Казалось, была сила, которая могла бы остановить Извольского. Он находился в Париже, без Франции и ее поддержки он действовать не мог; даже на Петербург, на свое начальство и на императора Николая II он влиял, выдвигая французов. Между тем французские правители долгое время обнаруживали большую сдержанность и осторожность. Что же происходило в Париже в 1912–1913 гг.?

У нас есть теперь некоторые материалы, позволяющие составить себе общее представление о том, что происходило за кулисами французской и русской политики в последние годы перед войной. На первом месте тут нужно поставить «Материалы по истории франко-русских отношений за 1910–1914 гг.», сборник секретных дипломатических документов российского министерства-иностранных дел, опубликованный в Москве в 1922 г., огромный том в 720 страниц, без которого отныне ни один историк, сколько-нибудь достойный этого наименования, не вправе говорить о Европе перед войной 1914 г. (хотя издана эта книга довольно небрежно): это вся переписка Извольского с Петербургом по всем коренным вопросам политики Антанты. Кое-что дают и цитируемые ниже четыре тома мемуаров Пуанкаре, которыми нужно пользоваться с осторожностью. Затем нужно назвать изданные в 1925 г. в Париже бумаги французского посла в Петербурге (с 14 июня 1912 г. по 20 февраля 1913 г.) Жоржа Луи Эти бумаги опубликованы журналистом Эрнестом Жюдэ, которому бумаги были отданы для издания вдовой Луи (Judet E. Georges Louis, Paris, 1925). Основываясь на этих источниках и привлекая некоторые другие (которые, однако, все являются несравненно менее ценными), постараемся определить сущность того, что происходило з Париже в 1911–1914 гг. в области внешней политики и, в частности, в кругу вопросов, связанных с франко-русским союзом.

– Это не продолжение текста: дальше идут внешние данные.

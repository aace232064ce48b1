use serde::{Deserialize, Serialize};
use serde_json::Value;
use std::collections::BTreeMap;
use std::path::{Path, PathBuf};

/// Per-model settings under `[models.<id>]`.
#[derive(Debug, Serialize, Deserialize, Default, Clone, PartialEq)]
pub struct ModelOverride {
    /// Name the backend serves this registry id under.
    pub served_model: Option<String>,
}

#[derive(Debug, Serialize, Deserialize, Default, Clone, PartialEq)]
pub struct Config {
    /// Base URL of the OpenAI-compatible server, e.g. `http://localhost:8000/v1`
    pub endpoint: Option<String>,
    /// Name of the environment variable holding a bearer token
    pub api_key_env: Option<String>,
    pub device: Option<String>,
    pub temperature: Option<f32>,
    pub max_tokens: Option<u32>,
    pub top_p: Option<f32>,
    pub do_sample: Option<bool>,
    /// Sent as a system message ahead of every conversation
    pub system_prompt: Option<String>,
    pub request_timeout_secs: Option<u64>,
    /// Extra generation options forwarded verbatim in each request
    #[serde(default, skip_serializing_if = "BTreeMap::is_empty")]
    pub options: BTreeMap<String, Value>,
    /// Keyed by canonical registry id (e.g. "smolvlm2")
    #[serde(default, skip_serializing_if = "BTreeMap::is_empty")]
    pub models: BTreeMap<String, ModelOverride>,
}

/// Get a user-friendly display string for a path
/// Converts absolute paths to use ~ notation on Unix-like systems when possible
///
/// # Examples
/// - Unix: `/home/user/.config/qllama/config.toml` → `~/.config/qllama/config.toml`
/// - macOS: `/Users/user/Library/Application Support/...` → `~/Library/Application Support/...`
pub fn path_display<P: AsRef<Path>>(path: P) -> String {
    let path = path.as_ref();

    #[cfg(unix)]
    {
        if let Some(home) = std::env::var_os("HOME") {
            let home_path = PathBuf::from(home);
            if let Ok(relative) = path.strip_prefix(&home_path) {
                return format!("~/{}", relative.display());
            }
        }
    }

    path.display().to_string()
}
//! One-shot `say` command: load, answer one prompt, exit.

use std::io::{self, Write};

use crate::cli::error::CliError;
use crate::cli::setup::{prepare_session, GenerationArgs};
use crate::core::error::ChatError;
use crate::core::generation::GenerationOverrides;
use crate::core::session::ChatSession;

pub async fn run_say(model: &str, args: &GenerationArgs, prompt: Vec<String>) -> Result<(), CliError> {
    let prompt = prompt.join(" ");
    if prompt.trim().is_empty() {
        return Err(ChatError::EmptyMessage.into());
    }

    let mut session = prepare_session(model, args)?;
    session.load().await?;

    let stdout = io::stdout();
    say_once(&mut session, &prompt, &mut stdout.lock()).await
}

/// Submits `prompt` as a single turn and writes the reply.
pub async fn say_once<W: Write>(
    session: &mut ChatSession,
    prompt: &str,
    out: &mut W,
) -> Result<(), CliError> {
    let reply = session
        .submit_turn(prompt, &GenerationOverrides::default())
        .await?;
    writeln!(out, "{}", reply.text())?;
    out.flush()?;
    Ok(())
}
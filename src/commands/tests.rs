use super::*;
use crate::core::generation::{GenerationConfig, GenerationOverrides};
use crate::models::ModelRegistry;
use crate::utils::test_utils::ScriptedBackend;
use std::fs;
use tempfile::tempdir;

async fn ready_session() -> ChatSession {
    let registry = ModelRegistry::new(ScriptedBackend::new(), "cpu");
    let mut session = ChatSession::new(
        registry.get_handler("smolvlm2").unwrap(),
        GenerationConfig::default(),
    );
    session.load().await.unwrap();
    session
}

async fn session_with_turn() -> ChatSession {
    let mut session = ready_session().await;
    session
        .submit_turn(
            "what is <image:https://x.com/bee.jpg> this",
            &GenerationOverrides::default(),
        )
        .await
        .unwrap();
    session
}

#[tokio::test]
async fn quit_words_end_the_session() {
    let mut session = ready_session().await;
    for input in ["exit", "quit", "/exit", "/quit", "QUIT", "  /Exit  "] {
        assert_eq!(process_input(&mut session, input), CommandResult::Quit, "input={input}");
    }
}

#[tokio::test]
async fn plain_text_and_unknown_commands_are_messages() {
    let mut session = ready_session().await;
    for input in ["hello there", "/tmp/a.png describe", "/", "exit please"] {
        assert_eq!(
            process_input(&mut session, input),
            CommandResult::ProcessAsMessage(input.to_string()),
            "input={input}"
        );
    }
}

#[tokio::test]
async fn help_lists_every_command() {
    let mut session = ready_session().await;
    let CommandResult::Handled(help) = process_input(&mut session, "/help") else {
        panic!("expected help text");
    };
    for command in all_commands() {
        assert!(help.contains(command.usage), "missing {}", command.usage);
    }
    assert!(help.contains("<image:PATH_OR_URL>"));
    assert!(help.contains("--max-tokens"));
}

#[tokio::test]
async fn reset_command_clears_history() {
    let mut session = session_with_turn().await;
    assert_eq!(session.history().len(), 2);

    let result = process_input(&mut session, "/RESET");
    assert_eq!(
        result,
        CommandResult::Handled("Conversation cleared.".to_string())
    );
    assert!(session.history().is_empty());
    assert!(session.is_ready());
}

#[tokio::test]
async fn history_command_shows_recent_messages() {
    let mut session = session_with_turn().await;
    let CommandResult::Handled(text) = process_input(&mut session, "/history") else {
        panic!("expected history text");
    };
    assert!(text.starts_with("1 turn(s), 2 message(s) with smolvlm2"), "{text}");
    assert!(text.contains("You: what is <image:https://x.com/bee.jpg> this"));
    assert!(text.ends_with("\nok"));
}

#[tokio::test]
async fn dump_writes_transcript() {
    let session = session_with_turn().await;
    let dir = tempdir().unwrap();
    let path = dir.path().join("chat.txt");

    dump_conversation(&session, &path).unwrap();

    let contents = fs::read_to_string(&path).unwrap();
    assert_eq!(
        contents,
        "You: what is <image:https://x.com/bee.jpg> this\n\nok\n\n"
    );
}

#[tokio::test]
async fn dump_refuses_to_overwrite() {
    let mut session = session_with_turn().await;
    let dir = tempdir().unwrap();
    let path = dir.path().join("chat.txt");
    fs::write(&path, "keep me").unwrap();

    let input = format!("/dump {}", path.display());
    let CommandResult::Handled(message) = process_input(&mut session, &input) else {
        panic!("expected dump result");
    };
    assert!(message.starts_with("Dump error: File"), "{message}");
    assert!(message.contains("already exists"));
    assert_eq!(fs::read_to_string(&path).unwrap(), "keep me");
}

#[tokio::test]
async fn dump_of_empty_history_fails() {
    let session = ready_session().await;
    let dir = tempdir().unwrap();
    let path = dir.path().join("empty.txt");

    let err = dump_conversation(&session, &path).unwrap_err();
    assert!(err.to_string().contains("history is empty"));
    assert!(!path.exists());
}

#[tokio::test]
async fn dump_rejects_extra_arguments() {
    let mut session = session_with_turn().await;
    assert_eq!(
        process_input(&mut session, "/dump a.txt b.txt"),
        CommandResult::Handled("Usage: /dump [filename]".to_string())
    );
}

#[test]
fn default_dump_filename_is_dated() {
    let name = default_dump_filename();
    assert!(name.starts_with("qllama-log-"));
    assert!(name.ends_with(".txt"));
    let date = &name["qllama-log-".len()..name.len() - ".txt".len()];
    assert!(chrono::NaiveDate::parse_from_str(date, "%Y-%m-%d").is_ok(), "{date}");
}
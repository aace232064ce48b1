//! Settings management for CLI set/unset commands.
//!
//! Each configuration key has a handler; handlers differ by the shape of the
//! value they edit:
//!
//! - Text settings (e.g., `endpoint`, `device`, `system-prompt`)
//! - Numeric settings (e.g., `temperature`, `max-tokens`)
//! - Boolean settings (e.g., `do-sample`)
//! - Keyed settings (`served-model <id> <name>`, `option <key> <value>`)

pub mod error;
pub mod handlers;
pub mod helpers;
pub mod registry;

pub use error::SettingError;
pub use registry::SettingRegistry;

use std::io::Write;

use crate::core::config::data::Config;
use helpers::mutate_config;

/// Trait for handling a configuration setting.
///
/// Handlers validate their input and edit a working copy of the config; the
/// caller persists the copy only when the handler succeeds.
pub trait SettingHandler: Send + Sync {
    /// Returns the configuration key this handler manages.
    fn key(&self) -> &'static str;

    /// Set the value from the arguments after the key. Returns the message
    /// to display.
    fn set(&self, args: &[String], config: &mut Config) -> Result<String, SettingError>;

    /// Clear the value. `arg` selects an entry for keyed settings.
    fn unset(&self, arg: Option<&str>, config: &mut Config) -> Result<String, SettingError>;
}

/// `qllama set <key> <value...>`. With no value, prints the configuration.
pub fn run_set<W: Write>(
    registry: &SettingRegistry,
    key: &str,
    args: &[String],
    out: &mut W,
) -> Result<(), SettingError> {
    let handler = registry
        .get(key)
        .ok_or_else(|| SettingError::UnknownKey(key.to_string()))?;

    if args.is_empty() {
        return print_config(out);
    }

    let message = mutate_config(|config| handler.set(args, config))?;
    writeln!(out, "{message}").map_err(SettingError::Output)
}

/// `qllama unset <key> [arg]`.
pub fn run_unset<W: Write>(
    registry: &SettingRegistry,
    key: &str,
    arg: Option<&str>,
    out: &mut W,
) -> Result<(), SettingError> {
    let handler = registry
        .get(key)
        .ok_or_else(|| SettingError::UnknownKey(key.to_string()))?;

    let message = mutate_config(|config| handler.unset(arg, config))?;
    writeln!(out, "{message}").map_err(SettingError::Output)
}

/// `qllama config`.
pub fn print_config<W: Write>(out: &mut W) -> Result<(), SettingError> {
    let config = Config::load().map_err(|e| SettingError::ConfigError(e.to_string()))?;
    config
        .print_all(out, &Config::active_path())
        .map_err(SettingError::Output)
}
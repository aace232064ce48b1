//! The boundary to whatever actually runs the model.
//!
//! Handlers never talk to a server directly; they go through
//! [`InferenceBackend`], which has exactly two capabilities: check that a
//! model can be served, and run one chat completion.

pub mod http;

use async_trait::async_trait;
use std::error::Error as StdError;
use std::fmt;

use crate::api::ChatRequest;

pub use http::HttpBackend;

#[async_trait]
pub trait InferenceBackend: Send + Sync {
    /// Confirms `model` is available on `device`.
    async fn probe(&self, model: &str, device: &str) -> Result<(), BackendError>;

    /// Runs one generation and returns the raw completion text.
    async fn complete(&self, request: &ChatRequest) -> Result<String, BackendError>;
}

#[derive(Debug)]
pub enum BackendError {
    /// The request never got a response.
    Transport(reqwest::Error),
    /// The server answered with a non-success status.
    Status { status: u16, body: String },
    /// The response body was not what the protocol promises.
    MalformedResponse(String),
    /// The server is up but does not serve the model.
    ModelNotServed {
        model: String,
        available: Vec<String>,
    },
    UnsupportedDevice(String),
    /// A local media file could not be read.
    Media {
        locator: String,
        source: std::io::Error,
    },
}

impl fmt::Display for BackendError {
    fn fmt(&self, f: &mut fmt::Formatter<'_>) -> fmt::Result {
        match self {
            BackendError::Transport(err) => write!(f, "request failed: {err}"),
            BackendError::Status { status, body } => {
                write!(f, "server returned status {status}: {body}")
            }
            BackendError::MalformedResponse(detail) => {
                write!(f, "unexpected response from server: {detail}")
            }
            BackendError::ModelNotServed { model, available } => {
                write!(f, "model {model} is not served by the backend")?;
                if !available.is_empty() {
                    write!(f, " (serving: {})", available.join(", "))?;
                }
                Ok(())
            }
            BackendError::UnsupportedDevice(device) => write!(
                f,
                "unsupported device {device:?} (expected cpu, cuda, cuda:N, mps or auto)"
            ),
            BackendError::Media { locator, source } => {
                write!(f, "cannot read media {locator}: {source}")
            }
        }
    }
}

impl StdError for BackendError {
    fn source(&self) -> Option<&(dyn StdError + 'static)> {
        match self {
            BackendError::Transport(err) => Some(err),
            BackendError::Media { source, .. } => Some(source),
            _ => None,
        }
    }
}

/// Accepts `cpu`, `cuda`, `cuda:N`, `mps` and `auto`.
pub fn validate_device(device: &str) -> Result<(), BackendError> {
    let normalized = device.trim().to_ascii_lowercase();
    let valid = match normalized.split_once(':') {
        Some(("cuda", index)) => !index.is_empty() && index.chars().all(|c| c.is_ascii_digit()),
        Some(_) => false,
        None => matches!(normalized.as_str(), "cpu" | "cuda" | "mps" | "auto"),
    };

    if valid {
        Ok(())
    } else {
        Err(BackendError::UnsupportedDevice(device.to_string()))
    }
}
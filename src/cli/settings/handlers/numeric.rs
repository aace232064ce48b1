//! Handlers for numeric generation and client settings.

use std::fmt::Display;
use std::str::FromStr;

use crate::cli::settings::error::SettingError;
use crate::cli::settings::helpers::success_set;
use crate::cli::settings::SettingHandler;
use crate::core::config::data::Config;

/// Data-driven handler for a number with a validity check.
pub struct NumericHandler<T> {
    key: &'static str,
    example: &'static str,
    expected: &'static str,
    default_display: String,
    accept: fn(T) -> bool,
    set_field: fn(&mut Config, Option<T>),
}

impl<T> SettingHandler for NumericHandler<T>
where
    T: FromStr + Display + Copy + Send + Sync,
{
    fn key(&self) -> &'static str {
        self.key
    }

    fn set(&self, args: &[String], config: &mut Config) -> Result<String, SettingError> {
        let [input] = args else {
            return Err(SettingError::MissingArgs {
                hint: "Specify exactly one number:",
                example: self.example,
            });
        };

        let invalid = || SettingError::InvalidValue {
            key: self.key,
            input: input.clone(),
            expected: self.expected,
        };
        let value: T = input.trim().parse().map_err(|_| invalid())?;
        if !(self.accept)(value) {
            return Err(invalid());
        }

        (self.set_field)(config, Some(value));
        Ok(success_set(self.key, &value.to_string()))
    }

    fn unset(&self, _arg: Option<&str>, config: &mut Config) -> Result<String, SettingError> {
        (self.set_field)(config, None);
        Ok(format!(
            "✅ Unset {} (will use default: {})",
            self.key, self.default_display
        ))
    }
}

/// Create a handler for the `temperature` setting.
pub fn temperature_handler() -> NumericHandler<f32> {
    NumericHandler {
        key: "temperature",
        example: "qllama set temperature 0.7",
        expected: "a number greater than 0",
        default_display: crate::core::generation::DEFAULT_TEMPERATURE.to_string(),
        accept: |v| v.is_finite() && v > 0.0,
        set_field: |c, v| c.temperature = v,
    }
}

/// Create a handler for the `top-p` setting.
pub fn top_p_handler() -> NumericHandler<f32> {
    NumericHandler {
        key: "top-p",
        example: "qllama set top-p 0.9",
        expected: "a number in (0, 1]",
        default_display: crate::core::generation::DEFAULT_TOP_P.to_string(),
        accept: |v| v > 0.0 && v <= 1.0,
        set_field: |c, v| c.top_p = v,
    }
}

/// Create a handler for the `max-tokens` setting.
pub fn max_tokens_handler() -> NumericHandler<u32> {
    NumericHandler {
        key: "max-tokens",
        example: "qllama set max-tokens 256",
        expected: "a whole number greater than 0",
        default_display: crate::core::generation::DEFAULT_MAX_TOKENS.to_string(),
        accept: |v| v > 0,
        set_field: |c, v| c.max_tokens = v,
    }
}

/// Create a handler for the `request-timeout` setting, in seconds.
pub fn request_timeout_handler() -> NumericHandler<u64> {
    NumericHandler {
        key: "request-timeout",
        example: "qllama set request-timeout 600",
        expected: "a whole number of seconds greater than 0",
        default_display: format!(
            "{}s",
            crate::core::config::defaults::DEFAULT_REQUEST_TIMEOUT_SECS
        ),
        accept: |v| v > 0,
        set_field: |c, v| c.request_timeout_secs = v,
    }
}
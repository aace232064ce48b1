//! Setting handlers for different configuration patterns.

pub mod boolean;
pub mod keyed;
pub mod numeric;
pub mod text;

pub use boolean::*;
pub use keyed::*;
pub use numeric::*;
pub use text::*;
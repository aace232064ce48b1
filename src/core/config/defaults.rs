use serde_json::Value;
use std::time::Duration;

use crate::core::config::data::{Config, ModelOverride};
use crate::core::generation::{GenerationConfig, GenerationConfigError};
use crate::models::registry::normalize_model_id;

pub const DEFAULT_ENDPOINT: &str = "http://localhost:8000/v1";
pub const DEFAULT_REQUEST_TIMEOUT_SECS: u64 = 300;

impl Config {
    /// Built-in generation defaults overlaid with the values in this file.
    pub fn generation_defaults(&self) -> Result<GenerationConfig, GenerationConfigError> {
        let mut defaults = GenerationConfig::default();
        if let Some(device) = &self.device {
            defaults.device = device.clone();
        }
        if let Some(temperature) = self.temperature {
            defaults.temperature = temperature;
        }
        if let Some(max_tokens) = self.max_tokens {
            defaults.max_tokens = max_tokens;
        }
        if let Some(top_p) = self.top_p {
            defaults.top_p = top_p;
        }
        if let Some(do_sample) = self.do_sample {
            defaults.do_sample = do_sample;
        }
        defaults.options = self.options.clone();
        defaults.validate()?;
        Ok(defaults)
    }

    pub fn endpoint(&self) -> &str {
        self.endpoint.as_deref().unwrap_or(DEFAULT_ENDPOINT)
    }

    /// Reads the bearer token from the variable named by `api_key_env`.
    pub fn api_key(&self) -> Option<String> {
        let var = self.api_key_env.as_deref()?;
        std::env::var(var).ok().filter(|key| !key.trim().is_empty())
    }

    pub fn request_timeout(&self) -> Duration {
        Duration::from_secs(
            self.request_timeout_secs
                .unwrap_or(DEFAULT_REQUEST_TIMEOUT_SECS),
        )
    }

    pub fn system_prompt(&self) -> Option<&str> {
        self.system_prompt
            .as_deref()
            .map(str::trim)
            .filter(|prompt| !prompt.is_empty())
    }

    pub fn served_model_override(&self, model_id: &str) -> Option<&str> {
        self.models
            .get(&normalize_model_id(model_id))
            .and_then(|entry| entry.served_model.as_deref())
    }

    pub fn set_served_model(&mut self, model_id: &str, served_model: String) {
        self.models
            .entry(normalize_model_id(model_id))
            .or_insert_with(ModelOverride::default)
            .served_model = Some(served_model);
    }

    pub fn unset_served_model(&mut self, model_id: &str) {
        let key = normalize_model_id(model_id);
        if let Some(entry) = self.models.get_mut(&key) {
            entry.served_model = None;
            if *entry == ModelOverride::default() {
                self.models.remove(&key);
            }
        }
    }

    pub fn set_option(&mut self, key: String, value: Value) {
        self.options.insert(key, value);
    }

    pub fn unset_option(&mut self, key: &str) -> bool {
        self.options.remove(key).is_some()
    }
}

С 1909 г во главе правительства стоял Бриан; после выборов он произвел некоторые видоизменения в своем кабинете (3 ноября 1910 г.) и продолжал править до 27 февраля 1911 г. После него управлял левее стоявший кабинет Мониса и — тоже левее Бриана стоявший — кабинет Кайо (с 23 июня 1911 г.). 10 января 1912 г. Кайо ушел от власти. Против него поднялась уже тогда сильная оппозиция со стороны крупного капитала, боявшегося слишком радикальных мер в области подоходного обложения; но замечательно было то, что ему ставили на вид слишком дружественный и примирительный тон по отношению к Германии.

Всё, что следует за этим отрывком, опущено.